ABOUT THIS EXERCISE: Tally the lines below that include "many" and give only the total.

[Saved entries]
Content starts

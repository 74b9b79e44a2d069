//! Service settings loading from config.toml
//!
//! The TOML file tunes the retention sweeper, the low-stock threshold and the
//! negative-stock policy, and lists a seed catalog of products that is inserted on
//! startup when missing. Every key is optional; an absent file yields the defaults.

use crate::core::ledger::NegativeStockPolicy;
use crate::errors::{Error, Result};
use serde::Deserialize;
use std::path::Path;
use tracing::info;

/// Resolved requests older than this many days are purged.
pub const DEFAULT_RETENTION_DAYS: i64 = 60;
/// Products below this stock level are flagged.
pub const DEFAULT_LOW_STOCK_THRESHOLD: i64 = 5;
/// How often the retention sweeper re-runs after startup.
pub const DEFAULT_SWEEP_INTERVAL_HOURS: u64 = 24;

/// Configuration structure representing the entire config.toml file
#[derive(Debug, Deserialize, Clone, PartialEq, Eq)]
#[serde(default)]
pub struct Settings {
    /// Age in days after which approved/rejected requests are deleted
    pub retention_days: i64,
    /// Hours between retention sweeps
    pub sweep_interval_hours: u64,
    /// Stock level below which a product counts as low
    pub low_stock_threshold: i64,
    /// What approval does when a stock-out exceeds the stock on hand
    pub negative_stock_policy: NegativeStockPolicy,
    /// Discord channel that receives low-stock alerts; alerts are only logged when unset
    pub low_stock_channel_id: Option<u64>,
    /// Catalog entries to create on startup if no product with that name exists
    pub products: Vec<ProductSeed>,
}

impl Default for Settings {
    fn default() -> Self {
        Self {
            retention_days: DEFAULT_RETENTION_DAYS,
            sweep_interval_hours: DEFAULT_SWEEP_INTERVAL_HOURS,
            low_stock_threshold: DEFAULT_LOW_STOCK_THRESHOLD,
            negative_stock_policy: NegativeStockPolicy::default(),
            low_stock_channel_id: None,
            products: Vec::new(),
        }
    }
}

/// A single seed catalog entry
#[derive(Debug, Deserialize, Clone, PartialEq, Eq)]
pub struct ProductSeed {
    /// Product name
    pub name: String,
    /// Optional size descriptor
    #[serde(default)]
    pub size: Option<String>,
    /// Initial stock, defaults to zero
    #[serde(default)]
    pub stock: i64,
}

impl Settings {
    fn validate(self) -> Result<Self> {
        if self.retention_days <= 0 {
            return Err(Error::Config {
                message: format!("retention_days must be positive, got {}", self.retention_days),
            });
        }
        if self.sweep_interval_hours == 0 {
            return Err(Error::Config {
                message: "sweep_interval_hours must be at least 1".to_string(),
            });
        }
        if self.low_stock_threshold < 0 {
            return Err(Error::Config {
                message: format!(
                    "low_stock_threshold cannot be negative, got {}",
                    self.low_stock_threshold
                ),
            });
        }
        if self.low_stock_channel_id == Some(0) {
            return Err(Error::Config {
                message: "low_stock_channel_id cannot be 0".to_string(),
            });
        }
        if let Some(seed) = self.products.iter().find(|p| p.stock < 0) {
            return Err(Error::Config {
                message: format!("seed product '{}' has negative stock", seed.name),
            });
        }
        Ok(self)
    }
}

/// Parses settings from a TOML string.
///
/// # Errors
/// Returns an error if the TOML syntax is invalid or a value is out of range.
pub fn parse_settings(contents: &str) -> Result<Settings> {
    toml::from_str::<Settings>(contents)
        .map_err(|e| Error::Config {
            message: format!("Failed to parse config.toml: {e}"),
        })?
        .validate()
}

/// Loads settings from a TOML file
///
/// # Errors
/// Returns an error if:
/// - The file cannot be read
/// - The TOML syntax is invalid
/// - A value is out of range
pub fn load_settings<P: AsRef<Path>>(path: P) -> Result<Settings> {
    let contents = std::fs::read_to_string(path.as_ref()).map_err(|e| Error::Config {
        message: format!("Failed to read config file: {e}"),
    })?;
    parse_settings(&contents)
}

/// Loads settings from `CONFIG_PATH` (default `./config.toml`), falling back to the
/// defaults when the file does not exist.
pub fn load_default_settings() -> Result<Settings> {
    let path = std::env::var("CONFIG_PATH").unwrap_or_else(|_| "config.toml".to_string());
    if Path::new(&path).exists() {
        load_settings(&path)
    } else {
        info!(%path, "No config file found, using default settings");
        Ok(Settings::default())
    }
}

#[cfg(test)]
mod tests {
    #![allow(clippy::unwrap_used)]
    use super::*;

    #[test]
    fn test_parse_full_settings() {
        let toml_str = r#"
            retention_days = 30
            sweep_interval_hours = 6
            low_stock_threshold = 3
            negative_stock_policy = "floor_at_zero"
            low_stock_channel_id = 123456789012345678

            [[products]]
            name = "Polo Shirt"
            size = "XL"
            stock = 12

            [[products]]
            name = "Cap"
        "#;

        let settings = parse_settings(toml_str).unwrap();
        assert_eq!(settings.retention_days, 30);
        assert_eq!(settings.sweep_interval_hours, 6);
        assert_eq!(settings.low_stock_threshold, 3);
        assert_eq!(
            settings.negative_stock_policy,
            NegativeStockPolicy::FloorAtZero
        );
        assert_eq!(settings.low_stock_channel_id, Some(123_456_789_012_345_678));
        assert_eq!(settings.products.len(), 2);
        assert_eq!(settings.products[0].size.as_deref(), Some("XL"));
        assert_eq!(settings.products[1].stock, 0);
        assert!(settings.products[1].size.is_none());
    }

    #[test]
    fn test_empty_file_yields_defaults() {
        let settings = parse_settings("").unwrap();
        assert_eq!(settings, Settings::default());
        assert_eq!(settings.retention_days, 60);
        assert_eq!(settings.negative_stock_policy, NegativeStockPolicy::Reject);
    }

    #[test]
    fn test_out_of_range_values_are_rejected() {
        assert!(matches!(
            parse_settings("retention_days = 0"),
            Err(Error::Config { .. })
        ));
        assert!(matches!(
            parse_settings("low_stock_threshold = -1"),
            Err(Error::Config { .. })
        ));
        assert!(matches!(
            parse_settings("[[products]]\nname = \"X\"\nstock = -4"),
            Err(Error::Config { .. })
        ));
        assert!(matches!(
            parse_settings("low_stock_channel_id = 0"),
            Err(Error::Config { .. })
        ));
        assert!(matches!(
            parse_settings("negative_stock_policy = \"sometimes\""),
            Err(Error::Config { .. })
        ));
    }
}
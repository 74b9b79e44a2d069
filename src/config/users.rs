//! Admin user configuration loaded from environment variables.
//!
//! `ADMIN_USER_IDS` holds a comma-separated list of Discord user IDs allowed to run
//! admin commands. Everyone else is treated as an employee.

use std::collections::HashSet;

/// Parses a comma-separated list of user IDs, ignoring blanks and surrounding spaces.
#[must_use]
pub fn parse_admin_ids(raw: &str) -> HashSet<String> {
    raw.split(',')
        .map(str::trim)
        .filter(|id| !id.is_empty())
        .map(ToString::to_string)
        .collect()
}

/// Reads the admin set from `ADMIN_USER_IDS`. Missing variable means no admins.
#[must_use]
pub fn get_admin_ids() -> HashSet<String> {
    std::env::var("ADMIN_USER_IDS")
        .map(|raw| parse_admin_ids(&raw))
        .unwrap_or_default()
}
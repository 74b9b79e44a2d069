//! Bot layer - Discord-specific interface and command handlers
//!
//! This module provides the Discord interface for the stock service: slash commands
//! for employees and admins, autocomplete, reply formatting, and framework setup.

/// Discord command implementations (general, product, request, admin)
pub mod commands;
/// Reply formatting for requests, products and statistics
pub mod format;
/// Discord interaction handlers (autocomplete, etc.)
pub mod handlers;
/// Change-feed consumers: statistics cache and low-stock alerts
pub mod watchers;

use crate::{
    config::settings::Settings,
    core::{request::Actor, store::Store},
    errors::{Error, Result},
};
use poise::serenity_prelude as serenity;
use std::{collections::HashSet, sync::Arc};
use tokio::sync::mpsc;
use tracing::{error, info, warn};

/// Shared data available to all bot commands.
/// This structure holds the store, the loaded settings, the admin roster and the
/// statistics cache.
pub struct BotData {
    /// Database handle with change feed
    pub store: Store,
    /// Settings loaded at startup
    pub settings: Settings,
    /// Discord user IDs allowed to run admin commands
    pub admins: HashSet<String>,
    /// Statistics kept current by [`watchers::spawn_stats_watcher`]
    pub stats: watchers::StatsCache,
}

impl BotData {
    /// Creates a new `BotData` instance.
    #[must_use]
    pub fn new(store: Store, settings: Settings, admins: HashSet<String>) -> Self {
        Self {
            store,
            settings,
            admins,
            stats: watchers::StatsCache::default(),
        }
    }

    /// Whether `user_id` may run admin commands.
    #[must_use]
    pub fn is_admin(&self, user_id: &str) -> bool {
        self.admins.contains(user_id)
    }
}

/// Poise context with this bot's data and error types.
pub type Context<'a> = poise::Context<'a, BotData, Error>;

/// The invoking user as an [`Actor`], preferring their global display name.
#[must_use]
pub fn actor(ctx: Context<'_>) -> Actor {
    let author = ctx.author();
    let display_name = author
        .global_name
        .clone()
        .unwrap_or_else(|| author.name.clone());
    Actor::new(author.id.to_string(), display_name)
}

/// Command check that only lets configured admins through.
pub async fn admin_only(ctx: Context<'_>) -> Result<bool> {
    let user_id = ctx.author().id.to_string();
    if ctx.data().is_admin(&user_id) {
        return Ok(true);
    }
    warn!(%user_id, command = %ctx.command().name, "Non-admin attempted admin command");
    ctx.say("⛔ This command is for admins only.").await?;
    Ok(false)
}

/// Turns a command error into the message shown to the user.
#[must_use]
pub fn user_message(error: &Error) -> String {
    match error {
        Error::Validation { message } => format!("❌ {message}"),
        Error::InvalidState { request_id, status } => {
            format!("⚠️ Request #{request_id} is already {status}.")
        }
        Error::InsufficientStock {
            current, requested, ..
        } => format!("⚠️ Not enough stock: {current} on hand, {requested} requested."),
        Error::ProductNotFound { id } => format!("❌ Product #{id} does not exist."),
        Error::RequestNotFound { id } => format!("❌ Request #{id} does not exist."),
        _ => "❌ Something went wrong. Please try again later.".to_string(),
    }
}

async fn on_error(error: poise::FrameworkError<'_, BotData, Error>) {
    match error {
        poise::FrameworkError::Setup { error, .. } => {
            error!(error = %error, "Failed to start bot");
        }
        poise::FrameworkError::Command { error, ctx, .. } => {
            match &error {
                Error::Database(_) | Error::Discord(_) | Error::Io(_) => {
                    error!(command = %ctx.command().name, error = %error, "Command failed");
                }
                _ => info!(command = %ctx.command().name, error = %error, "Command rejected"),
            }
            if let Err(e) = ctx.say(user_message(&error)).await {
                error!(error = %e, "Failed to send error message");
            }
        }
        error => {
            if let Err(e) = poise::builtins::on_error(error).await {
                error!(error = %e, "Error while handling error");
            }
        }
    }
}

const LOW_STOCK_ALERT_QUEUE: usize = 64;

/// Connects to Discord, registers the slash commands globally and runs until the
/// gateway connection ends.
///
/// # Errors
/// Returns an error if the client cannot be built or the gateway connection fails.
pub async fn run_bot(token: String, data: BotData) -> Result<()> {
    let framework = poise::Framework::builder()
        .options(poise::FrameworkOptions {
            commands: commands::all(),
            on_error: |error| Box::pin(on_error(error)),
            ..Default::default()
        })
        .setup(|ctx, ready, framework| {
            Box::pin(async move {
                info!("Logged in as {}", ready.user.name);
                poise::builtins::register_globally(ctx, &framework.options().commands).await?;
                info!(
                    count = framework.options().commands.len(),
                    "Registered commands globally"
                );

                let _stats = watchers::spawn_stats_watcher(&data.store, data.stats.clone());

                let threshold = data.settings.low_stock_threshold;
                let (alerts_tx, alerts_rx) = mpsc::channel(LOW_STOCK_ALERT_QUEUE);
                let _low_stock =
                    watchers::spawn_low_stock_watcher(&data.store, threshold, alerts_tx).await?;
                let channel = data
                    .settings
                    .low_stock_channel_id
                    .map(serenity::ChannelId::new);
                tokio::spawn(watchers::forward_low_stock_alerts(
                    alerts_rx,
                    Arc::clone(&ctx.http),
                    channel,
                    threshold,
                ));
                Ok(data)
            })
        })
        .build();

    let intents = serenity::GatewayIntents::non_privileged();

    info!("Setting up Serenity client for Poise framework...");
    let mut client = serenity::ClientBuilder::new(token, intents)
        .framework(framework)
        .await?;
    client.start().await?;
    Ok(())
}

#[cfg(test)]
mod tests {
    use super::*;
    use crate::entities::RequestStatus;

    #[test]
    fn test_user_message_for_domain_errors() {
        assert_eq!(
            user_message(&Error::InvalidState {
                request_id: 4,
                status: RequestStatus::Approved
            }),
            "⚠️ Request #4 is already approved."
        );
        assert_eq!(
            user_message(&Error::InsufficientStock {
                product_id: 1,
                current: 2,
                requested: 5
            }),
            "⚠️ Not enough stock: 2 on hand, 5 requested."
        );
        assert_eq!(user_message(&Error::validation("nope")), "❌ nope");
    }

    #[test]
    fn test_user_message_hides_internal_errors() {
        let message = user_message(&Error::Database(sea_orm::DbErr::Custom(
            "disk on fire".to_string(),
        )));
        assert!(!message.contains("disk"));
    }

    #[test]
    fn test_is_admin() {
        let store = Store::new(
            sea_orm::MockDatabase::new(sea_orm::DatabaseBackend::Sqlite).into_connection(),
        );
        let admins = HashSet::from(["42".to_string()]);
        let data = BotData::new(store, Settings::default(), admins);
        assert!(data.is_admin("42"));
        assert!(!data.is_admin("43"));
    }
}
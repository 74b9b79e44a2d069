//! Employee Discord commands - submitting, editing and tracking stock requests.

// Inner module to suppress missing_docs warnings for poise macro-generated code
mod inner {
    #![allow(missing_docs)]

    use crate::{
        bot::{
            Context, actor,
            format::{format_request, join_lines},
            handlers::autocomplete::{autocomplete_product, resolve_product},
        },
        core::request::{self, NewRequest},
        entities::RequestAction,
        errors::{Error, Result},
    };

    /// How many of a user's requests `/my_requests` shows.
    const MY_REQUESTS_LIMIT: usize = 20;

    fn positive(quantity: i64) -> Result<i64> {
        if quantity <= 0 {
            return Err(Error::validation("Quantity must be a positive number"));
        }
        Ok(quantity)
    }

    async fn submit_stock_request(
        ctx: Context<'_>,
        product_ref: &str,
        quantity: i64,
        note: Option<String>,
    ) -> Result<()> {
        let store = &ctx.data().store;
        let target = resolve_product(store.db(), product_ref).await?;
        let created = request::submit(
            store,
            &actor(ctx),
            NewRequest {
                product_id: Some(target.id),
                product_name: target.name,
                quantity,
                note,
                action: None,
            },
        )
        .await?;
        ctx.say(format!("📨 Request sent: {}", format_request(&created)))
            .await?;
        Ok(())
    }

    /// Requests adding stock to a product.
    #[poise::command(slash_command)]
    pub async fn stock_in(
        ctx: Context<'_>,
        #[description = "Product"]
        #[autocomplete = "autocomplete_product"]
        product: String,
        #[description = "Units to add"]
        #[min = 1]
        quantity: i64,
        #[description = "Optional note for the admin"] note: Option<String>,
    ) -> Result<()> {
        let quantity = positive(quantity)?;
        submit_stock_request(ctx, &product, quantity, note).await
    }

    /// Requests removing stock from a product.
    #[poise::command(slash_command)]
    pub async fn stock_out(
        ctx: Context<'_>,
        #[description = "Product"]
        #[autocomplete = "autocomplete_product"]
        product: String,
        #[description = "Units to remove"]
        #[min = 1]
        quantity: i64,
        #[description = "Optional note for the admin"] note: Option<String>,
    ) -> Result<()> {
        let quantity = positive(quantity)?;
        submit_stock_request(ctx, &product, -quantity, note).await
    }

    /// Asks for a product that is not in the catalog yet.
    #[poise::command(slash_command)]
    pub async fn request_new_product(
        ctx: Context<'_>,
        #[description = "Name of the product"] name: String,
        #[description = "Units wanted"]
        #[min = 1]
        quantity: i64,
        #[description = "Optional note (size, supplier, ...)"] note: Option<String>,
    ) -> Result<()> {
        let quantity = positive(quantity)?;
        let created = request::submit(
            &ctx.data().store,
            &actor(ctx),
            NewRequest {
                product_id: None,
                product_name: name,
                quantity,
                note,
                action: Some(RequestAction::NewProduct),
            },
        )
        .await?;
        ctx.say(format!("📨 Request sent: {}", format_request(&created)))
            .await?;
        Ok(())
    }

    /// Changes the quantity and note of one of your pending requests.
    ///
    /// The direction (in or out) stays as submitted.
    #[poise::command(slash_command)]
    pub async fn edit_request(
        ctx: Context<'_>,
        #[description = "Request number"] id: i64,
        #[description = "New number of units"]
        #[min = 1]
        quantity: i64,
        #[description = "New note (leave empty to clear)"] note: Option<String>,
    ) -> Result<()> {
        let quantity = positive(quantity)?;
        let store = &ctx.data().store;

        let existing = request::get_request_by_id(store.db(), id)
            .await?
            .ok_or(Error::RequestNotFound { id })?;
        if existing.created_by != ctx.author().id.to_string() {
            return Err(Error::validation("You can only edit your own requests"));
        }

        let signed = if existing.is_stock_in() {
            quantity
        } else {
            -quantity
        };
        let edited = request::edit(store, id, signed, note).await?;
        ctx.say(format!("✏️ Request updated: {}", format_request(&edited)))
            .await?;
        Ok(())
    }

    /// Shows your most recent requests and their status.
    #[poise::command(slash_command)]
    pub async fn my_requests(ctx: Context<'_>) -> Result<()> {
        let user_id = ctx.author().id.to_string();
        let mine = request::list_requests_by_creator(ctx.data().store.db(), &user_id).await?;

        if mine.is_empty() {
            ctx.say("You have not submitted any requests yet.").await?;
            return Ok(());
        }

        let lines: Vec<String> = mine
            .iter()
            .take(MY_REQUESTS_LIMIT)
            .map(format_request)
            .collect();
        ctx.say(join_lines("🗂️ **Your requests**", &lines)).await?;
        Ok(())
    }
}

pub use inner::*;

Content ends

OUTPUT FOR THIS EXERCISE: 2